Nice buck CdnMoose. Port Loring is a nice area I have friends who have there Hunt Camp up there. Caught quite a few nice pike up there in the summer.


----------



## USSapper (Sep 26, 2005)

Looks like your second shot caught him in the jaw.

Congrats


----------



## canadianmoose (Jul 30, 2006)

i grew up in port loring...

no he fell off the atv, and wasnt wearing a helmet LOL thats what broke his jaw...


----------



## Maverick (Mar 4, 2002)

Your persistance paid off on a beautiful deer!

Congrats!


----------



## jmillercustoms (Dec 11, 2007)

USSapper said:


> Looks like your second shot caught him in the jaw.
> 
> Congrats


I was thinkin the same thing :lol: nice deer though!


----------



## nosib (Dec 4, 2008)

:beer: congrats


----------



## nmubowyer (Sep 11, 2007)

you sure thats not a horse?...nice deer


----------



## blhunter3 (May 5, 2007)

Very nice deer.


----------



## B.L.Z.A four (Mar 9, 2008)

Canadianmoose,
Good Job !!!! How far away are you from Wawa , Ontario. ? I got family in Wawa and wondered how close you are to them.

BLZA


----------



## tim.sirek (Jun 3, 2007)

Nice deer.
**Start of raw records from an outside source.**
//! Count-up tween for statistic figures.

/// Attribute carrying the final value.
pub const COUNT_ATTR: &str = "data-count-to";
/// Optional text appended after the number, e.g. `+` or `%`.
pub const SUFFIX_ATTR: &str = "data-suffix";

#[derive(Clone, Debug)]
pub struct CounterTween {
    target: u64,
    elapsed_ms: u32,
    duration_ms: u32,
    frame_ms: u32,
}

impl CounterTween {
    pub fn new(target: u64, duration_ms: u32, frame_ms: u32) -> Self {
        Self {
            target,
            elapsed_ms: 0,
            duration_ms: duration_ms.max(1),
            frame_ms: frame_ms.max(1),
        }
    }

    /// Parses a `data-count-to` value. Separators like `10,000` are allowed.
    pub fn parse_target(raw: &str) -> Option<u64> {
        let digits: String = raw.chars().filter(|c| *c != ',' && *c != '_').collect();
        digits.trim().parse().ok()
    }

    pub fn value(&self) -> u64 {
        let t = (self.elapsed_ms as f64 / self.duration_ms as f64).min(1.0);
        (self.target as f64 * t).round() as u64
    }

    pub fn is_done(&self) -> bool {
        self.elapsed_ms >= self.duration_ms
    }

    /// Advances one frame. `None` once the final value has been emitted.
    pub fn tick(&mut self) -> Option<u64> {
        if self.is_done() {
            return None;
        }
        self.elapsed_ms = self.elapsed_ms.saturating_add(self.frame_ms);
        Some(self.value())
    }
}

pub fn format_count(value: u64, suffix: Option<&str>) -> String {
    format!("{value}{}", suffix.unwrap_or(""))
}
use std::cell::RefCell;
use std::rc::Rc;

use gloo_events::EventListener;
use wasm_bindgen::{closure::Closure, JsCast, JsValue};
use web_sys::{
    Document, Element, IntersectionObserver, IntersectionObserverEntry, IntersectionObserverInit,
    Window,
};

use super::dom;
use crate::config::{RevealConfig, RevealMode};
use crate::reveal::{animation_value, RevealSet, RevealTarget, MARKER_CLASS, REVEALED_CLASS};

type ObserverCallback = Closure<dyn FnMut(js_sys::Array, IntersectionObserver)>;

struct Targets {
    elements: Vec<Element>,
    set: RevealSet,
    config: RevealConfig,
}

impl Targets {
    fn reveal(&mut self, index: usize) {
        if self.set.reveal(index) {
            self.apply_styles(index);
        }
    }

    fn apply_styles(&self, index: usize) {
        let (Some(el), Some(target)) = (self.elements.get(index), self.set.get(index)) else {
            return;
        };
        let animation = animation_value(
            target.animation_or(&self.config.default_animation),
            &self.config.duration,
            &self.config.easing,
        );
        let applied = el
            .class_list()
            .add_1(REVEALED_CLASS)
            .and_then(|_| dom::set_style(el, "animation", &animation));
        if let Err(e) = applied {
            log::warn!("reveal styling failed: {e:?}");
        }
    }

    fn index_of(&self, el: &Element) -> Option<usize> {
        self.elements.iter().position(|e| e == el)
    }

    fn scan(&mut self, viewport_height: f64) {
        let tops: Vec<f64> = self
            .elements
            .iter()
            .map(|el| el.get_bounding_client_rect().top())
            .collect();
        let offset = self.config.offset;
        for index in self.set.scan(&tops, viewport_height, offset) {
            self.apply_styles(index);
        }
    }
}

/// Keeps the reveal mechanism alive; dropping it disconnects the observer.
pub struct RevealHandle {
    targets: Rc<RefCell<Targets>>,
    observer: Option<(IntersectionObserver, ObserverCallback)>,
    _scroll: Option<EventListener>,
}

impl RevealHandle {
    pub fn is_revealed(&self, index: usize) -> bool {
        self.targets
            .borrow()
            .set
            .get(index)
            .is_some_and(RevealTarget::is_revealed)
    }
}

impl Drop for RevealHandle {
    fn drop(&mut self) {
        if let Some((observer, _)) = &self.observer {
            observer.disconnect();
        }
    }
}

pub fn start(
    window: &Window,
    document: &Document,
    config: &RevealConfig,
) -> Result<Option<RevealHandle>, JsValue> {
    let elements = dom::query_all(document, &format!(".{MARKER_CLASS}"))?;
    if elements.is_empty() {
        return Ok(None);
    }
    let targets: Vec<RevealTarget> = elements
        .iter()
        .map(|el| RevealTarget::new(el.get_attribute("data-animation")))
        .collect();
    for el in &elements {
        dom::set_style(el, "opacity", "0")?;
    }
    let targets = Rc::new(RefCell::new(Targets {
        elements,
        set: RevealSet::new(targets),
        config: config.clone(),
    }));

    let observer_available = js_sys::Reflect::has(window, &JsValue::from_str("IntersectionObserver"))?;
    let handle = if config.mode == RevealMode::Intersect && observer_available {
        observe(targets, config)?
    } else {
        poll_on_scroll(window, targets)
    };
    Ok(Some(handle))
}

/// One-shot intersection observer; each element is unobserved after it first shows.
fn observe(targets: Rc<RefCell<Targets>>, config: &RevealConfig) -> Result<RevealHandle, JsValue> {
    let callback: ObserverCallback = {
        let targets = targets.clone();
        Closure::wrap(Box::new(move |entries: js_sys::Array, observer: IntersectionObserver| {
            let mut targets = targets.borrow_mut();
            for entry in entries.iter() {
                let Ok(entry) = entry.dyn_into::<IntersectionObserverEntry>() else {
                    continue;
                };
                if !entry.is_intersecting() {
                    continue;
                }
                let el = entry.target();
                if let Some(index) = targets.index_of(&el) {
                    targets.reveal(index);
                }
                observer.unobserve(&el);
            }
        }) as Box<dyn FnMut(js_sys::Array, IntersectionObserver)>)
    };

    let init = IntersectionObserverInit::new();
    init.set_threshold(&JsValue::from_f64(config.threshold));
    init.set_root_margin(&config.root_margin);
    let observer = IntersectionObserver::new_with_options(callback.as_ref().unchecked_ref(), &init)?;
    // The observer reports the initial state of every target, so content
    // already on screen is revealed without a scroll.
    for el in &targets.borrow().elements {
        observer.observe(el);
    }

    Ok(RevealHandle {
        targets,
        observer: Some((observer, callback)),
        _scroll: None,
    })
}

fn poll_on_scroll(window: &Window, targets: Rc<RefCell<Targets>>) -> RevealHandle {
    let (_, height) = dom::viewport(window);
    targets.borrow_mut().scan(height);

    let scroll = {
        let targets = targets.clone();
        let win = window.clone();
        EventListener::new(window, "scroll", move |_| {
            let (_, height) = dom::viewport(&win);
            targets.borrow_mut().scan(height);
        })
    };

    RevealHandle {
        targets,
        observer: None,
        _scroll: Some(scroll),
    }
}
//! Host-side helper: `cargo run [port]` builds the WASM bundle into
//! `static/pkg` and serves `static/` locally for previewing the site.

use std::env;
use std::process::Command;

use anyhow::{bail, Context, Result};

const DEFAULT_PORT: u16 = 8000;

fn main() -> Result<()> {
    let port = match env::args().nth(1) {
        Some(raw) => raw.parse::<u16>().with_context(|| format!("invalid port {raw:?}"))?,
        None => DEFAULT_PORT,
    };

    // Build wasm bundle
    println!("Building WASM pkg …");
    match Command::new("wasm-pack")
        .args(["build", "--release", "--target", "web", "--out-dir", "static/pkg"])
        .status()
    {
        Ok(st) if st.success() => {}
        Ok(st) => bail!("wasm-pack failed ({st}). Ensure the wasm32-unknown-unknown target is installed."),
        Err(_) => {
            eprintln!("wasm-pack not found in PATH. Skipping wasm build; the site may serve stale artifacts.");
        }
    }

    println!("Serving static/ at http://127.0.0.1:{port} …");
    let status = Command::new("python3")
        .args(["-m", "http.server", &port.to_string(), "--directory", "static"])
        .status()
        .context("failed to start http server (python3 required)")?;
    if !status.success() {
        bail!("http server exited with {status}");
    }
    Ok(())
}
use std::cell::RefCell;
use std::rc::Rc;

use gloo_events::EventListener;
use wasm_bindgen::{JsCast, JsValue};
use web_sys::{Document, Element, HtmlElement, Node, Window};

use super::dom;
use crate::config::NavConfig;
use crate::nav::{active_section, fragment_target, Layout, MenuState, MenuView, SectionSpan};

pub const TOGGLE_ID: &str = "menuToggle";
pub const MENU_ID: &str = "navMenu";
const ACTIVE_CLASS: &str = "active";

#[derive(Clone)]
struct Elements {
    toggle: HtmlElement,
    menu: HtmlElement,
    links: Vec<Element>,
}

impl Elements {
    fn apply(&self, view: MenuView) {
        let display = |visible: bool| if visible { "flex" } else { "none" };
        let applied = self
            .toggle
            .style()
            .set_property("display", display(view.toggle_visible))
            .and_then(|_| self.menu.style().set_property("display", display(view.menu_visible)))
            .and_then(|_| self.toggle.class_list().toggle_with_force(ACTIVE_CLASS, view.active))
            .and_then(|_| self.menu.class_list().toggle_with_force(ACTIVE_CLASS, view.active));
        if let Err(e) = applied {
            log::warn!("menu update failed: {e:?}");
        }
    }

    fn contains(&self, target: Option<&Node>) -> bool {
        self.menu.contains(target) || self.toggle.contains(target)
    }

    /// Highlights the first link pointing at `section`; any duplicates stay plain.
    fn mark_active(&self, section: Option<&str>) {
        let mut marked = false;
        for link in &self.links {
            let href = link.get_attribute("href");
            let current = !marked
                && section.is_some()
                && href.as_deref().and_then(fragment_target) == section;
            marked |= current;
            link.class_list().toggle_with_force(ACTIVE_CLASS, current).ok();
        }
    }
}

/// The single owner of menu state and its listeners.
pub struct NavController {
    state: Rc<RefCell<MenuState>>,
    _listeners: Vec<EventListener>,
}

impl NavController {
    pub fn is_open(&self) -> bool {
        self.state.borrow().is_open()
    }

    pub fn layout(&self) -> Layout {
        self.state.borrow().layout()
    }
}

pub fn start(
    window: &Window,
    document: &Document,
    config: &NavConfig,
) -> Result<Option<NavController>, JsValue> {
    let (Some(toggle), Some(menu)) = (
        dom::html_by_id(document, TOGGLE_ID),
        dom::html_by_id(document, MENU_ID),
    ) else {
        return Ok(None);
    };
    let links = dom::elements(menu.query_selector_all("a")?);
    let els = Elements { toggle, menu, links };

    let (width, _) = dom::viewport(window);
    let state = Rc::new(RefCell::new(MenuState::new(config.breakpoint, width)));
    els.apply(state.borrow().view());

    let mut listeners = Vec::new();

    listeners.push({
        let (els, state, win) = (els.clone(), state.clone(), window.clone());
        EventListener::new(window, "resize", move |_| {
            let (width, _) = dom::viewport(&win);
            els.apply(state.borrow_mut().resize(width));
        })
    });

    listeners.push({
        let (toggle, els, state) = (els.toggle.clone(), els.clone(), state.clone());
        EventListener::new(&toggle, "click", move |event| {
            event.stop_propagation();
            els.apply(state.borrow_mut().toggle());
        })
    });

    listeners.push({
        let (els, state) = (els.clone(), state.clone());
        EventListener::new(document, "click", move |event| {
            let target = event.target();
            let inside = els.contains(target.as_ref().and_then(|t| t.dyn_ref::<Node>()));
            let mut state = state.borrow_mut();
            if state.layout() == Layout::Narrow && state.is_open() && !inside {
                els.apply(state.close());
            }
        })
    });

    for link in &els.links {
        let (els, state) = (els.clone(), state.clone());
        listeners.push(EventListener::new(link, "click", move |_| {
            let mut state = state.borrow_mut();
            if state.layout() == Layout::Narrow {
                els.apply(state.close());
            }
        }));
    }

    // Active link follows the section under the header
    let sections = dom::query_all(document, "section[id]")?;
    if !sections.is_empty() {
        let track = {
            let (els, win, header_offset) = (els.clone(), window.clone(), config.header_offset);
            move || {
                let spans: Vec<SectionSpan> = sections
                    .iter()
                    .filter_map(|s| s.dyn_ref::<HtmlElement>())
                    .map(|s| SectionSpan {
                        id: s.id(),
                        top: s.offset_top() as f64,
                        height: s.offset_height() as f64,
                    })
                    .collect();
                let scroll_y = win.scroll_y().unwrap_or(0.0);
                els.mark_active(active_section(&spans, scroll_y, header_offset));
            }
        };
        track();
        listeners.push(EventListener::new(window, "scroll", move |_| track()));
    }

    Ok(Some(NavController {
        state,
        _listeners: listeners,
    }))
}
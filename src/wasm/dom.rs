use std::cell::Cell;
use std::rc::Rc;

use wasm_bindgen::{JsCast, JsValue};
use web_sys::{Document, Element, HtmlElement, NodeList, Window};

use crate::config::{SiteConfig, CONFIG_ELEMENT_ID};

/// Configuration from the page's inline JSON block, or defaults.
pub fn load_config(document: &Document) -> SiteConfig {
    let Some(text) = document
        .get_element_by_id(CONFIG_ELEMENT_ID)
        .and_then(|el| el.text_content())
    else {
        return SiteConfig::default();
    };
    SiteConfig::from_json(&text).unwrap_or_else(|e| {
        log::warn!("{e}; using defaults");
        SiteConfig::default()
    })
}

pub fn elements(list: NodeList) -> Vec<Element> {
    (0..list.length())
        .filter_map(|i| list.item(i))
        .filter_map(|node| node.dyn_into::<Element>().ok())
        .collect()
}

pub fn query_all(document: &Document, selector: &str) -> Result<Vec<Element>, JsValue> {
    Ok(elements(document.query_selector_all(selector)?))
}

pub fn html_by_id(document: &Document, id: &str) -> Option<HtmlElement> {
    document.get_element_by_id(id)?.dyn_into().ok()
}

pub fn set_style(element: &Element, property: &str, value: &str) -> Result<(), JsValue> {
    match element.dyn_ref::<HtmlElement>() {
        Some(el) => el.style().set_property(property, value),
        None => Ok(()),
    }
}

pub fn viewport(window: &Window) -> (f64, f64) {
    let w = window.inner_width().ok().and_then(|v| v.as_f64()).unwrap_or(0.0);
    let h = window.inner_height().ok().and_then(|v| v.as_f64()).unwrap_or(0.0);
    (w, h)
}

/// Liveness flag shared with async loops; dropping the handle stops them.
pub struct StopFlag(Rc<Cell<bool>>);

impl StopFlag {
    pub fn new() -> Self {
        Self(Rc::new(Cell::new(true)))
    }

    pub fn token(&self) -> Rc<Cell<bool>> {
        self.0.clone()
    }
}

impl Default for StopFlag {
    fn default() -> Self {
        Self::new()
    }
}

impl Drop for StopFlag {
    fn drop(&mut self) {
        self.0.set(false);
    }
}
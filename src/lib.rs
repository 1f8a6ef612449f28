#![cfg_attr(target_arch = "wasm32", allow(dead_code))]

//! Client-side behavior for the GreenXguard marketing site.
//!
//! The state machines below compile on every target and are tested on the
//! host. The `wasm` module binds them to the page.

pub mod accordion;
pub mod config;
pub mod counter;
pub mod form;
pub mod nav;
pub mod particles;
pub mod reveal;
pub mod typing;

// Only compile wasm-specific code when targeting wasm32.

#[cfg(target_arch = "wasm32")]
pub mod wasm {
    use std::cell::RefCell;

    use log::Level;
    use wasm_bindgen::prelude::*;
    use web_sys::{Document, Window};

    use crate::config::SiteConfig;

    pub mod dom;
    pub mod form;
    pub mod nav;
    pub mod render;
    pub mod reveal;
    pub mod widgets;

    #[cfg(debug_assertions)]
    const LOG_LEVEL: Level = Level::Debug;
    #[cfg(not(debug_assertions))]
    const LOG_LEVEL: Level = Level::Info;

    thread_local! {
        static PAGE: RefCell<Option<Page>> = const { RefCell::new(None) };
    }

    /// Everything started for the current page. Dropping it stops every
    /// loop, timer and listener.
    struct Page {
        animators: Vec<render::AnimatorHandle>,
        reveal: Option<reveal::RevealHandle>,
        nav: Option<nav::NavController>,
        form: Option<form::FormHandle>,
        counters: Option<widgets::CountersHandle>,
        faq: Option<widgets::FaqHandle>,
        typing: Option<widgets::TypingHandle>,
    }

    /// Logs the outcome of one feature so a failure never reaches the others.
    fn isolate<T>(feature: &str, started: Result<Option<T>, JsValue>) -> Option<T> {
        match started {
            Ok(Some(handle)) => {
                log::debug!("{feature} started");
                Some(handle)
            }
            Ok(None) => {
                log::debug!("{feature} skipped, elements not on this page");
                None
            }
            Err(e) => {
                log::warn!("{feature} failed to start: {e:?}");
                None
            }
        }
    }

    impl Page {
        fn start(window: &Window, document: &Document, config: &SiteConfig) -> Self {
            let animators = config
                .animator
                .mounts
                .iter()
                .filter_map(|mount| {
                    isolate(
                        &format!("animator {}", mount.selector),
                        render::mount(document, mount, config.animator.link_distance),
                    )
                })
                .collect();

            Page {
                animators,
                reveal: isolate("scroll reveal", reveal::start(window, document, &config.reveal)),
                nav: isolate("navigation", nav::start(window, document, &config.nav)),
                form: isolate("assessment form", form::start(window, document, &config.form)),
                counters: isolate(
                    "counters",
                    widgets::start_counters(window, document, &config.counter, config.reveal.offset),
                ),
                faq: isolate("faq", widgets::start_faq(document, &config.faq)),
                typing: isolate("typing headline", widgets::start_typing(document, &config.typing)),
            }
        }
    }

    #[wasm_bindgen(start)]
    pub fn main() -> Result<(), JsValue> {
        console_error_panic_hook::set_once();
        console_log::init_with_level(LOG_LEVEL).ok();

        let window = web_sys::window().ok_or("no window")?;
        let document = window.document().ok_or("no document")?;
        let config = dom::load_config(&document);

        let page = Page::start(&window, &document, &config);
        log::info!(
            "page ready: {} animator(s), nav {}, form {}",
            page.animators.len(),
            page.nav.is_some(),
            page.form.is_some()
        );
        PAGE.with(|slot| *slot.borrow_mut() = Some(page));
        Ok(())
    }

    /// Stops all animation loops, timers and listeners started by [`main`].
    #[wasm_bindgen]
    pub fn teardown() {
        if PAGE.with(|slot| slot.borrow_mut().take()).is_some() {
            log::info!("page torn down");
        }
    }
}
//! Logging setup.
//!
//! Records go to stderr through `env_logger` and are also kept in a bounded
//! in-memory buffer so the GUI can show them.

use std::collections::VecDeque;
use std::sync::{Mutex, OnceLock};

use log::{Log, Metadata, Record};
use time::OffsetDateTime;
use time::format_description::BorrowedFormatItem;
use time::macros::format_description;

const CAPTURE_LIMIT: usize = 1000;
const TIMESTAMP: &[BorrowedFormatItem<'static>] = format_description!("[hour]:[minute]:[second]");

static CAPTURED: OnceLock<Mutex<VecDeque<String>>> = OnceLock::new();

fn buffer() -> &'static Mutex<VecDeque<String>> {
    CAPTURED.get_or_init(|| Mutex::new(VecDeque::with_capacity(CAPTURE_LIMIT)))
}

/// Store a line in the capture buffer, dropping the oldest beyond the limit.
pub fn capture(line: String) {
    if let Ok(mut lines) = buffer().lock() {
        if lines.len() == CAPTURE_LIMIT {
            lines.pop_front();
        }
        lines.push_back(line);
    }
}

/// Captured lines, oldest first.
pub fn captured_lines() -> Vec<String> {
    buffer()
        .lock()
        .map(|lines| lines.iter().cloned().collect())
        .unwrap_or_default()
}

pub fn clear_captured() {
    if let Ok(mut lines) = buffer().lock() {
        lines.clear();
    }
}

pub struct CapturingLogger {
    inner: env_logger::Logger,
}

impl CapturingLogger {
    /// Install the logger. `RUST_LOG` overrides `default_filter`.
    pub fn init(default_filter: &str) -> Result<(), log::SetLoggerError> {
        let inner = env_logger::Builder::from_env(
            env_logger::Env::default().default_filter_or(default_filter),
        )
        .format_timestamp(Some(env_logger::fmt::TimestampPrecision::Seconds))
        .build();

        let max_level = inner.filter();
        log::set_boxed_logger(Box::new(Self { inner }))?;
        log::set_max_level(max_level);
        Ok(())
    }
}

impl Log for CapturingLogger {
    fn enabled(&self, metadata: &Metadata) -> bool {
        self.inner.enabled(metadata)
    }

    fn log(&self, record: &Record) {
        if !self.inner.matches(record) {
            return;
        }
        self.inner.log(record);

        let now = OffsetDateTime::now_local().unwrap_or_else(|_| OffsetDateTime::now_utc());
        let timestamp = now.format(TIMESTAMP).unwrap_or_default();
        capture(format!(
            "[{}] {:5} {} - {}",
            timestamp,
            record.level(),
            record.target(),
            record.args()
        ));
    }

    fn flush(&self) {
        self.inner.flush();
    }
}
use std::io::Write;
use std::path::{Path, PathBuf};

use antsreg::Session;
use flate2::Compression;
use flate2::write::GzEncoder;
use tempfile::TempDir;

const HEADER_SIZE: usize = 348;
const VOX_OFFSET: usize = 352;

const DT_UINT8: i16 = 2;
const DT_FLOAT32: i16 = 16;

/// Builds an uncompressed single-file NIfTI-1 header for `dim`.
fn nifti_header(dim: &[usize], datatype: i16, bitpix: i16) -> Vec<u8> {
    assert!((1..=7).contains(&dim.len()), "NIfTI supports 1 to 7 dimensions");

    let mut header = vec![0u8; VOX_OFFSET];
    header[0..4].copy_from_slice(&(HEADER_SIZE as i32).to_le_bytes());

    let mut dims = [1i16; 8];
    dims[0] = dim.len() as i16;
    for (slot, &size) in dims[1..].iter_mut().zip(dim) {
        *slot = size as i16;
    }
    for (i, value) in dims.iter().enumerate() {
        let offset = 40 + i * 2;
        header[offset..offset + 2].copy_from_slice(&value.to_le_bytes());
    }

    header[70..72].copy_from_slice(&datatype.to_le_bytes());
    header[72..74].copy_from_slice(&bitpix.to_le_bytes());

    // qfac and unit voxel spacing
    for i in 0..8 {
        let offset = 76 + i * 4;
        header[offset..offset + 4].copy_from_slice(&1.0f32.to_le_bytes());
    }

    header[108..112].copy_from_slice(&(VOX_OFFSET as f32).to_le_bytes());
    header[112..116].copy_from_slice(&1.0f32.to_le_bytes());
    header[344..348].copy_from_slice(b"n+1\0");
    // bytes 348..352 are the zeroed extension flag
    header
}

fn nifti_f32_bytes(dim: &[usize], data: &[f32]) -> Vec<u8> {
    assert_eq!(dim.iter().product::<usize>(), data.len());
    let mut bytes = nifti_header(dim, DT_FLOAT32, 32);
    for value in data {
        bytes.extend_from_slice(&value.to_le_bytes());
    }
    bytes
}

/// Writes a float32 `.nii` file. `data` is in file order (x fastest).
pub fn write_nifti_f32(path: &Path, dim: &[usize], data: &[f32]) -> anyhow::Result<()> {
    std::fs::write(path, nifti_f32_bytes(dim, data))?;
    Ok(())
}

/// Writes a gzip-compressed float32 `.nii.gz` file.
pub fn write_nifti_f32_gz(path: &Path, dim: &[usize], data: &[f32]) -> anyhow::Result<()> {
    let mut encoder = GzEncoder::new(Vec::new(), Compression::default());
    encoder.write_all(&nifti_f32_bytes(dim, data))?;
    std::fs::write(path, encoder.finish()?)?;
    Ok(())
}

/// Writes a uint8 `.nii` file. `data` is in file order (x fastest).
pub fn write_nifti_u8(path: &Path, dim: &[usize], data: &[u8]) -> anyhow::Result<()> {
    assert_eq!(dim.iter().product::<usize>(), data.len());
    let mut bytes = nifti_header(dim, DT_UINT8, 8);
    bytes.extend_from_slice(data);
    std::fs::write(path, bytes)?;
    Ok(())
}

/// Writes a float32 volume into `dir` and returns its path.
pub fn volume_file(dir: &TempDir, name: &str, dim: &[usize], data: &[f32]) -> PathBuf {
    let path = dir.path().join(name);
    write_nifti_f32(&path, dim, data).expect("Failed to write test volume");
    path
}

/// `value(x, y, z)` laid out in file order for a `width x height x depth` volume.
pub fn volume_data(
    (width, height, depth): (usize, usize, usize),
    value: impl Fn(usize, usize, usize) -> f32,
) -> Vec<f32> {
    let mut data = Vec::with_capacity(width * height * depth);
    for z in 0..depth {
        for y in 0..height {
            for x in 0..width {
                data.push(value(x, y, z));
            }
        }
    }
    data
}

pub const FIXED: &str = "/data/fixed.nii.gz";
pub const MOVING: &str = "/data/moving.nii.gz";

/// Session with one fixed and the given moving images.
pub fn make_session(moving: &[&str]) -> Session {
    let mut session = Session::new();
    session.set_fixed_image(FIXED);
    session.add_moving_images(moving.iter().copied());
    session
}
use iced::{
    Color, Element, Length, Theme, border,
    widget::{button, column, container, container::Style, row, text},
};
use iced_widget::container::bordered_box;

use crate::gui::screens::Page;

/// Width of labels in parameter forms.
pub const LABEL_WIDTH: f32 = 200.0;
/// Width of inputs in parameter forms.
pub const INPUT_WIDTH: f32 = 300.0;

impl Page {
    fn style(self, current: Self) -> impl Fn(&Theme) -> Style {
        move |theme: &Theme| {
            let style = bordered_box(theme).border(border::width(2));
            // darken the active page
            if self == current {
                let mut color_rgba = theme.palette().background.into_rgba8();
                color_rgba[0] /= 2;
                color_rgba[1] /= 2;
                color_rgba[2] /= 2;
                style.background(Color::from_rgb8(color_rgba[0], color_rgba[1], color_rgba[2]))
            } else {
                style.background(theme.palette().background)
            }
        }
    }
}

pub fn nav_entry<'a, Message>(page: Page, current: Page, on_press: Message) -> Element<'a, Message>
where
    Message: Clone + 'a,
{
    container(
        button(text(page.title()))
            .width(Length::Fill)
            .style(button::text)
            .on_press(on_press),
    )
    .style(page.style(current))
    .padding(4)
    .into()
}

/// Sidebar on the left, page content on the right.
pub fn layout<'a, Message>(
    sidebar: impl Into<Element<'a, Message>>,
    main_content: impl Into<Element<'a, Message>>,
) -> Element<'a, Message>
where
    Message: 'a,
{
    container(row![
        container(sidebar.into())
            .padding(10)
            .height(Length::Fill)
            .width(Length::Fixed(230.0)),
        container(main_content.into())
            .padding(10)
            .width(Length::Fill)
            .height(Length::Fill),
    ])
    .center_x(Length::Fill)
    .center_y(Length::Fill)
    .into()
}

/// `label: control` row of a parameter form.
pub fn form_row<'a, Message>(
    label: impl text::IntoFragment<'a>,
    control: impl Into<Element<'a, Message>>,
) -> Element<'a, Message>
where
    Message: 'a,
{
    row![
        text(label).width(Length::Fixed(LABEL_WIDTH)),
        control.into(),
    ]
    .spacing(10)
    .align_y(iced::Alignment::Center)
    .into()
}

/// Titled, bordered block.
pub fn group<'a, Message>(
    title: impl text::IntoFragment<'a>,
    content: impl Into<Element<'a, Message>>,
) -> Element<'a, Message>
where
    Message: 'a,
{
    container(column![text(title).size(16), content.into()].spacing(8))
        .padding(10)
        .width(Length::Fill)
        .style(|theme: &Theme| bordered_box(theme))
        .into()
}
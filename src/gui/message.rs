use std::path::PathBuf;

use crate::gui::screens::{
    Page, ScreenMessage, command::CommandScreen, parameters::ParametersScreen,
    preview::PreviewScreen,
};

#[derive(Debug, Clone)]
pub enum Message {
    Navigate(Page),
    Preview(ScreenMessage<PreviewScreen>),
    Parameters(ScreenMessage<ParametersScreen>),
    Command(ScreenMessage<CommandScreen>),
    Register,
    RegistrationOutput(String),
    RegistrationFinished(Result<PathBuf, String>),
}
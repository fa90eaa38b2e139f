mod fixtures;
pub use fixtures::*;

// Re-export commonly used types from antsreg for tests
pub use antsreg::{
    Error, IntensityMapping, Metric, RegistrationCommand, RegistrationParams, SamplingStrategy,
    Session, StageKind, Volume,
};
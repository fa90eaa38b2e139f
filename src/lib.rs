pub mod command;
pub mod errors;
pub mod logger;
pub mod params;
pub mod render;
pub mod runner;
pub mod session;
pub mod settings;
pub mod volume;

pub use command::RegistrationCommand;
pub use errors::{Error, Result};
pub use params::{
    InitialMovingTransform, Metric, MetricField, ParamIssue, RegistrationParams,
    SamplingStrategy, StageField, StageKind, StageParams,
};
pub use runner::{RegistrationJob, RegistrationRunner, register};
pub use session::Session;
pub use settings::Settings;
pub use volume::{IntensityMapping, Volume, is_nifti_path};

#[cfg(feature = "gui")]
pub mod gui;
Not great pics though, with his mouth gaped open in two of them and his head hanging over the gut pile in the other.


----------



## canadianmoose (Jul 30, 2006)

ahh was quite aways from wawa... id say at least 400 miles... probably more...

yeah i know the pics kinda sucked... it was so warm that day i did everything in such a hurry so i could get him out of the bush, and couldnt get any good pics before i field dressed him as i was by myself and a half hr walk from camp... gonna take a couple of the mount when i get it back... gah its taking for ever LOL


----------



## canadianmoose (Jul 30, 2006)

well finally got it back from the taxidermist, so here is the pick of him after he was mounted...


----------



## BirdHunter5 (Jan 9, 2009)

Congrats! also your not the only one with the curse. Me and my friend are still having crummy luck.


----------



## Kyne (Jun 10, 2009)

WOw... Congrats man. Great work... :sniper: 
absolutely rocking pics... :******:


----------



## bigbuck144 (Sep 9, 2007)

wow great deer! what a beautiful buck. man you are lucky. congrats! :beer:


----------